● PROBLEM TO WORK ON: Pull every line containing the word "parsing" from the records.

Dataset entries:
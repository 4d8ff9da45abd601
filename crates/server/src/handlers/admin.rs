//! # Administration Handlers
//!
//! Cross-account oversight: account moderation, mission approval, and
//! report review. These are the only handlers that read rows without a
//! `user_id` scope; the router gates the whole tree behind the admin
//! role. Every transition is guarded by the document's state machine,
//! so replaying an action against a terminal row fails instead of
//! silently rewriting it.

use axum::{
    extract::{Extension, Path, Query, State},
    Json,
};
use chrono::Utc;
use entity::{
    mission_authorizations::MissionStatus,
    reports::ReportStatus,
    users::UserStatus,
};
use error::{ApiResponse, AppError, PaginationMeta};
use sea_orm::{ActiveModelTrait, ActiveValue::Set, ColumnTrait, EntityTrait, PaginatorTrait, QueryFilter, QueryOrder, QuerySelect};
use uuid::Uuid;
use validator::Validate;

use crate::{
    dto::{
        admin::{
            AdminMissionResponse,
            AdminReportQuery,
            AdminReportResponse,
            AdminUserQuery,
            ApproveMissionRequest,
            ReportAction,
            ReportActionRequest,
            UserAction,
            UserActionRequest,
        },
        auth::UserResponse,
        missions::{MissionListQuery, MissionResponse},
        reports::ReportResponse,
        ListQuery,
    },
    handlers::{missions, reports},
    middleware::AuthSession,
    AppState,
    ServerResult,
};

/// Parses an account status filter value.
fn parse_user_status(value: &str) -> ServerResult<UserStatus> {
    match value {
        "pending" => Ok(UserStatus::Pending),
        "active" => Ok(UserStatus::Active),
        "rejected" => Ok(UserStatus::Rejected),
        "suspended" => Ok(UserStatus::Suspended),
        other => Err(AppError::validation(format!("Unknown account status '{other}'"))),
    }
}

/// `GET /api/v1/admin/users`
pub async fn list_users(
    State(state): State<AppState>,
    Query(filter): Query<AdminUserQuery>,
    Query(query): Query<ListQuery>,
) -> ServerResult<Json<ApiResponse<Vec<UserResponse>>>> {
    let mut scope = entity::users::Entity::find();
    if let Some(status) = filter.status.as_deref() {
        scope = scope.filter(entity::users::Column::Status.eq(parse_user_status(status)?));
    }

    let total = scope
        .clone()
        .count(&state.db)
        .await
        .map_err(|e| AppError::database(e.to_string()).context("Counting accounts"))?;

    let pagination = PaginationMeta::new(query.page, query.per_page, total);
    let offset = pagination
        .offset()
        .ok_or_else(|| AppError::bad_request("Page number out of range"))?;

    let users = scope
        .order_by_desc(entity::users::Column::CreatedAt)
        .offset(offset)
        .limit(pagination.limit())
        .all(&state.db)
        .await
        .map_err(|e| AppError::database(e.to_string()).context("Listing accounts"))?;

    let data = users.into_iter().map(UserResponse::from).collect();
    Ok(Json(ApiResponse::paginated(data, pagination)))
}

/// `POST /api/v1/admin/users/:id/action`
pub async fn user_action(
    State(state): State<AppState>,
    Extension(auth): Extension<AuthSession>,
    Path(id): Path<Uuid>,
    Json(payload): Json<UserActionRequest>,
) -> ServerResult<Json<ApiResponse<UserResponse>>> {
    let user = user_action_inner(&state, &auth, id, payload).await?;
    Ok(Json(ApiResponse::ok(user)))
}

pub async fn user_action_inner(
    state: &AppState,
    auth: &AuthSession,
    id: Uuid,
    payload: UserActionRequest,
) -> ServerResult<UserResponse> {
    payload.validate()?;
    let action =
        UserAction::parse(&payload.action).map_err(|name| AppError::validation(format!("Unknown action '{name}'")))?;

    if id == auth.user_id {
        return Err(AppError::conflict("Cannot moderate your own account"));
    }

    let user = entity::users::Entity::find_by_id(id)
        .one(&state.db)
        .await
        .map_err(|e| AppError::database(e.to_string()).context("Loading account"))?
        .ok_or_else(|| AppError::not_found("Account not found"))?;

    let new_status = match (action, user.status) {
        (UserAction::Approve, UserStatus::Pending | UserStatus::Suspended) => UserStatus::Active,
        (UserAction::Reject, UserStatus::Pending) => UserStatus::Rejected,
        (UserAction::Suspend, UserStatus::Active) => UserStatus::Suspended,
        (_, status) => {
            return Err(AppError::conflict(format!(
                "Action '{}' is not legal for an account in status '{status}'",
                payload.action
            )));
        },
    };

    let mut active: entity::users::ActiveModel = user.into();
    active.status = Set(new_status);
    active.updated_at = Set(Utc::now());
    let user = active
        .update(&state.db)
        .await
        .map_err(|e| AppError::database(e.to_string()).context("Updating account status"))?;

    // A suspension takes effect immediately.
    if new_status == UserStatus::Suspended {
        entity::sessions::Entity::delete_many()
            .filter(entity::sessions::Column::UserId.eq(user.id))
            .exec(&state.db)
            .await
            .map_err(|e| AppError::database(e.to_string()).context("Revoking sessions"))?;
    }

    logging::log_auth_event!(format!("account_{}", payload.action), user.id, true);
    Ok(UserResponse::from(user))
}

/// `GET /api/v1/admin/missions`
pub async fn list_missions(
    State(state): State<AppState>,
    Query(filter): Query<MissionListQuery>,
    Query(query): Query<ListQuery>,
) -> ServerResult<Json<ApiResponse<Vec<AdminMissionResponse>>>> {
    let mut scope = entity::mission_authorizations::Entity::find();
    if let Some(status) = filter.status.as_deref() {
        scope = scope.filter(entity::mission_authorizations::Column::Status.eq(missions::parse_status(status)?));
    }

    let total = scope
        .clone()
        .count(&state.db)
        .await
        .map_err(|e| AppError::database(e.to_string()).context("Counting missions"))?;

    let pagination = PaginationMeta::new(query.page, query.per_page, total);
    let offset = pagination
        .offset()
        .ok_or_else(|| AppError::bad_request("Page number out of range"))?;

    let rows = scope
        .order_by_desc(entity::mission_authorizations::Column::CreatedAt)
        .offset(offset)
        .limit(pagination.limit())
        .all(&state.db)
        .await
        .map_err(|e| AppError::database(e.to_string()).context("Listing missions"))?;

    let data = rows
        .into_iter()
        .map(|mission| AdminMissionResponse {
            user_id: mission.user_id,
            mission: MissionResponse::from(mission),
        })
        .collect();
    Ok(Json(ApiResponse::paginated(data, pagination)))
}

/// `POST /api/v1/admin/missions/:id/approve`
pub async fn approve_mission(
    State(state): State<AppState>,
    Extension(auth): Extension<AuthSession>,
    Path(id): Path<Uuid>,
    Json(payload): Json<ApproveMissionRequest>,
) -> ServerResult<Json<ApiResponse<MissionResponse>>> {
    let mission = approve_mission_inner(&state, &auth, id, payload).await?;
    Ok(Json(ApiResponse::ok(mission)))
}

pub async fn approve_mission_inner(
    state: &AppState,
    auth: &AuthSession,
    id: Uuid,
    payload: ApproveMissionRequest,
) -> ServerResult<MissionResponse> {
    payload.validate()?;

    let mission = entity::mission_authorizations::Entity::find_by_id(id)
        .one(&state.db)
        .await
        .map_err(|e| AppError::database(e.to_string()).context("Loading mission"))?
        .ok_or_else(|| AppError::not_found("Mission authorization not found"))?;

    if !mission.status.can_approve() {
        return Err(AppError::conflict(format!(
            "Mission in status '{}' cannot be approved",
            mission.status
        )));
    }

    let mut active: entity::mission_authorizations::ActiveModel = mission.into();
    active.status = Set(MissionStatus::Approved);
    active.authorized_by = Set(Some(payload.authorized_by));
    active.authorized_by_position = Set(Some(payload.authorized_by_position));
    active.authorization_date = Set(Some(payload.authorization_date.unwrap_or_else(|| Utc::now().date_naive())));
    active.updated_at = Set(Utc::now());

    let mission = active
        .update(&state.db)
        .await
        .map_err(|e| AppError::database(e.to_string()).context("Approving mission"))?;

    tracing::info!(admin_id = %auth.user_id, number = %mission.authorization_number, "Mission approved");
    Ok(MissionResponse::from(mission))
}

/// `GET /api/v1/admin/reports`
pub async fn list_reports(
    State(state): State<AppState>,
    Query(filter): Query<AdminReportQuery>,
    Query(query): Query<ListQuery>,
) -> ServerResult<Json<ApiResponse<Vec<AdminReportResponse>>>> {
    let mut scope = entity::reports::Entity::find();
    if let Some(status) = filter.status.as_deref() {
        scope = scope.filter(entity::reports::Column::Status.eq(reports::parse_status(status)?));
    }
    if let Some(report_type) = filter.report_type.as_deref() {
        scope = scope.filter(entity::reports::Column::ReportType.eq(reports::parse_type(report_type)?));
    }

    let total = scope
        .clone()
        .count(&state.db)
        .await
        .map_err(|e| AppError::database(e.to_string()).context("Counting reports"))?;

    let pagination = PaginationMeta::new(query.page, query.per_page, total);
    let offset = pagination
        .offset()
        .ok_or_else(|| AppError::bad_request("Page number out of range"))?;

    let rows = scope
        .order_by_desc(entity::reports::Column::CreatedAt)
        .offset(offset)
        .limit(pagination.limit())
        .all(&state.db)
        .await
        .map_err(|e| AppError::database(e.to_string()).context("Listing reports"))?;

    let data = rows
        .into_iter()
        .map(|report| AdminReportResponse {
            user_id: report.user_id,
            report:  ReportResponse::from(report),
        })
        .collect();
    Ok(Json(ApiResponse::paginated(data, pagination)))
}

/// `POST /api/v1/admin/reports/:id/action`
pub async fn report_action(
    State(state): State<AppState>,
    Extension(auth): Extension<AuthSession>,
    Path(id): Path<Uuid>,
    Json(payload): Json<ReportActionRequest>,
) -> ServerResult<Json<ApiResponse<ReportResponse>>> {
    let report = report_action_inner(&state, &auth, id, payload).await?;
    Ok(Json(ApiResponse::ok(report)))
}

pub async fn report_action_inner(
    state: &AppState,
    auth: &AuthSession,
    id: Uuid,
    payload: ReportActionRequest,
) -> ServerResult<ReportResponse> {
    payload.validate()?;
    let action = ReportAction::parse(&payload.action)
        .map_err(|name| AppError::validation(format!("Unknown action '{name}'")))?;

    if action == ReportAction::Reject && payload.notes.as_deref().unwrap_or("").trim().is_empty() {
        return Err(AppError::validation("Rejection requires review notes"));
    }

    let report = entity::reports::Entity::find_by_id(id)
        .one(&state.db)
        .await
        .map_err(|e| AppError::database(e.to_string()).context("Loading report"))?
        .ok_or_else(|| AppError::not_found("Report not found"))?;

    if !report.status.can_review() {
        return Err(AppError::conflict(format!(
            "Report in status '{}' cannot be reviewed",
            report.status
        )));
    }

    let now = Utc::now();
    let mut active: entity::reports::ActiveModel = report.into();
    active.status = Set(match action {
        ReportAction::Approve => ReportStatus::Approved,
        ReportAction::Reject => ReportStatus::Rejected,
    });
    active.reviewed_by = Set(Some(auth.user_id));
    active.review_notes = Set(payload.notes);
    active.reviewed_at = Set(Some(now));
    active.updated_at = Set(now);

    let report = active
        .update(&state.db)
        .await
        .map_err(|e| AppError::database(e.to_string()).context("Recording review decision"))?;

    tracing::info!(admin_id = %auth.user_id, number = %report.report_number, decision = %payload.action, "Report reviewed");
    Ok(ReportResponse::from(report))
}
---
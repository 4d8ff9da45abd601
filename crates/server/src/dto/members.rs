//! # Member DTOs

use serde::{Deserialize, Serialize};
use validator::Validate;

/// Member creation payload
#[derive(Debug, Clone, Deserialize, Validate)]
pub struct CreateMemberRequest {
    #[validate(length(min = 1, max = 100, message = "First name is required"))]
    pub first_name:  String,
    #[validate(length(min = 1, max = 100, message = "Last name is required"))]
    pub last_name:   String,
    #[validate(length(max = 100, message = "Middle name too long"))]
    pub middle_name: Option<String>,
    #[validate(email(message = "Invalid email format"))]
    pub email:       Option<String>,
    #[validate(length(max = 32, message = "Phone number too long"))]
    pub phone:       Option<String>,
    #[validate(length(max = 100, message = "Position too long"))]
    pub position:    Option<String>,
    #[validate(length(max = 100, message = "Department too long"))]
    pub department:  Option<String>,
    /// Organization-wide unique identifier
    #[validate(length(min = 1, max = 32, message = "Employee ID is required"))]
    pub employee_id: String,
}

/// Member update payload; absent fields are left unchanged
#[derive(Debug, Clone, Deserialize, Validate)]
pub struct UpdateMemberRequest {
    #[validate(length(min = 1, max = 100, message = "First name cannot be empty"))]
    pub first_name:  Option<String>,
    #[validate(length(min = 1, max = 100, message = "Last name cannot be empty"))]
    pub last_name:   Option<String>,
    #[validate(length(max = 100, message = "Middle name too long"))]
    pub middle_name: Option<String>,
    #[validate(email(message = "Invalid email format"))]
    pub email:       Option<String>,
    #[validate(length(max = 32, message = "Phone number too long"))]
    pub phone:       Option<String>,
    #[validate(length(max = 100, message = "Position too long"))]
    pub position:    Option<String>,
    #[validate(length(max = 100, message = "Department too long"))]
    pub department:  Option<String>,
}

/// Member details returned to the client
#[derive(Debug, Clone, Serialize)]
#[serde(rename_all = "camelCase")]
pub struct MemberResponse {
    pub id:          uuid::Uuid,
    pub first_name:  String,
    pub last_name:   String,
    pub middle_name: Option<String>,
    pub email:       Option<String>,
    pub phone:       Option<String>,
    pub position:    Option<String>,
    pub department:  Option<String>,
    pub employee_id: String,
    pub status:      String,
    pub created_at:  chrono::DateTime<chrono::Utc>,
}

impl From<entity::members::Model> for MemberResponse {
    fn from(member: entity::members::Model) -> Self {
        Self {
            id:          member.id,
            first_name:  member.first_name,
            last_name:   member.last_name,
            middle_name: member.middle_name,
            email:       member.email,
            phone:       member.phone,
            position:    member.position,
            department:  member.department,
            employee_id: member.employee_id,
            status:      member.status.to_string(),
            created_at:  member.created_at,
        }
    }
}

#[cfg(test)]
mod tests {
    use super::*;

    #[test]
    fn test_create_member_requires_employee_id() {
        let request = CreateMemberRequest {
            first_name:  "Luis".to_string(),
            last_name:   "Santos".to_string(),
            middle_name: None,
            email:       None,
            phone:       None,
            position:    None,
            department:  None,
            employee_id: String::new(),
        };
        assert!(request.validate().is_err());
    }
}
...
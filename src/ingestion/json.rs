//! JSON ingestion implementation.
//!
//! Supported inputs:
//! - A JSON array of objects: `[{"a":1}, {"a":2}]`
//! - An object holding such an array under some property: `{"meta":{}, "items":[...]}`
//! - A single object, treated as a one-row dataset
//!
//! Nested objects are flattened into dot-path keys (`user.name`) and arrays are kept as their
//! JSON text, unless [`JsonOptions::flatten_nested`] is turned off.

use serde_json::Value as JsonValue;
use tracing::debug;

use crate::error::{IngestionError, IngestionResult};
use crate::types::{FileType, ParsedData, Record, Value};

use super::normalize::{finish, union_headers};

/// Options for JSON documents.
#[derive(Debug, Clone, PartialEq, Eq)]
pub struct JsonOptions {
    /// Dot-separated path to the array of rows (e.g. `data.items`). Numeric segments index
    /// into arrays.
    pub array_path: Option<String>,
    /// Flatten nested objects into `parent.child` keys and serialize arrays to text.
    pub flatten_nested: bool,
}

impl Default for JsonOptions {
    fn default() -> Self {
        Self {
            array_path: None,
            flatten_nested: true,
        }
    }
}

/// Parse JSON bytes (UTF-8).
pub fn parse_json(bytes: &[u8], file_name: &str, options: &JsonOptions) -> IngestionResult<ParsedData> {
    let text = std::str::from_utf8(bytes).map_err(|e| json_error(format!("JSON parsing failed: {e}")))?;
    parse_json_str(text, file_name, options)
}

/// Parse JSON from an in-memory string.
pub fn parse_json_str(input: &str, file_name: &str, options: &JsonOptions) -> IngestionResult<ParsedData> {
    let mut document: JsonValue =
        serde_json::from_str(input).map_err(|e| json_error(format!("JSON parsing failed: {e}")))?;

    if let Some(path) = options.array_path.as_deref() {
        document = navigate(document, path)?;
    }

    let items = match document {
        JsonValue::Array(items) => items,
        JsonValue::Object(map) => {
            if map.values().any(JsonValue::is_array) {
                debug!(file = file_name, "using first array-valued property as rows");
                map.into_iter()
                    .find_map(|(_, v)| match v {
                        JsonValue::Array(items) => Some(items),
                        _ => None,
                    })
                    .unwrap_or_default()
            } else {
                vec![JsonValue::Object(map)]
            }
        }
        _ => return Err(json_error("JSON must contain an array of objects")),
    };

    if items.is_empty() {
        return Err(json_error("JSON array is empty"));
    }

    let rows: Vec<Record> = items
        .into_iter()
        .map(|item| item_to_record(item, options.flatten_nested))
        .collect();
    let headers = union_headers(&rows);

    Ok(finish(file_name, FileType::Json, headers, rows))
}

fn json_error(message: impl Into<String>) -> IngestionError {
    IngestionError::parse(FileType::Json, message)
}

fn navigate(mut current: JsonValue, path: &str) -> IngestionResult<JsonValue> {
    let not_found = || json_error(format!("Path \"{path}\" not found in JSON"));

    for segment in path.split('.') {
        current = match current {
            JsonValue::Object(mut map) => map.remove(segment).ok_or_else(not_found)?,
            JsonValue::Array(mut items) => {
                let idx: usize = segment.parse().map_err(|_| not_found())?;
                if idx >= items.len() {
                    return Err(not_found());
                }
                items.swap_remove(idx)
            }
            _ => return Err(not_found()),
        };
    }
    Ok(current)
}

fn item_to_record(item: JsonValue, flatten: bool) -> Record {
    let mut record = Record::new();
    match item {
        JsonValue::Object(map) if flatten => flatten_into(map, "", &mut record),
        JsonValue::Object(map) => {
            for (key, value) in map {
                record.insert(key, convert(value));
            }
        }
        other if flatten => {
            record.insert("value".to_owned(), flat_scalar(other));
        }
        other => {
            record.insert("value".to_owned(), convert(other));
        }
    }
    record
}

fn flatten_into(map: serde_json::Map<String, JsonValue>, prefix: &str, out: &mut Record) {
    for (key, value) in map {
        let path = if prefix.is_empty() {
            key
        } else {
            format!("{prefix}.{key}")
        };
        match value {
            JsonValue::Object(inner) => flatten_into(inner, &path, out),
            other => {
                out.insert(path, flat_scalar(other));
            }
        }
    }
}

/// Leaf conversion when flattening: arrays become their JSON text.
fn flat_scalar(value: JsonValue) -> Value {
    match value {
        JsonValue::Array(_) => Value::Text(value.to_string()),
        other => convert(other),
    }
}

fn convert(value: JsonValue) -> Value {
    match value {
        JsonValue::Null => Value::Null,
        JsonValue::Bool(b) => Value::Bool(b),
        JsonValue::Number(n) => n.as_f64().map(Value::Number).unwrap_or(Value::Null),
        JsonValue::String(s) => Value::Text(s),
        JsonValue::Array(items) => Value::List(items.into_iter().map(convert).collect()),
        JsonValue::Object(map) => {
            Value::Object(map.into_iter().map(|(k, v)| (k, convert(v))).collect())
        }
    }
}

● RESULT OF THE TASK:
    let text = std::str::from_utf8(bytes).map_err(|e| json_error(format!("JSON parsing failed: {e}")))?;
        serde_json::from_str(input).map_err(|e| json_error(format!("JSON parsing failed: {e}")))?;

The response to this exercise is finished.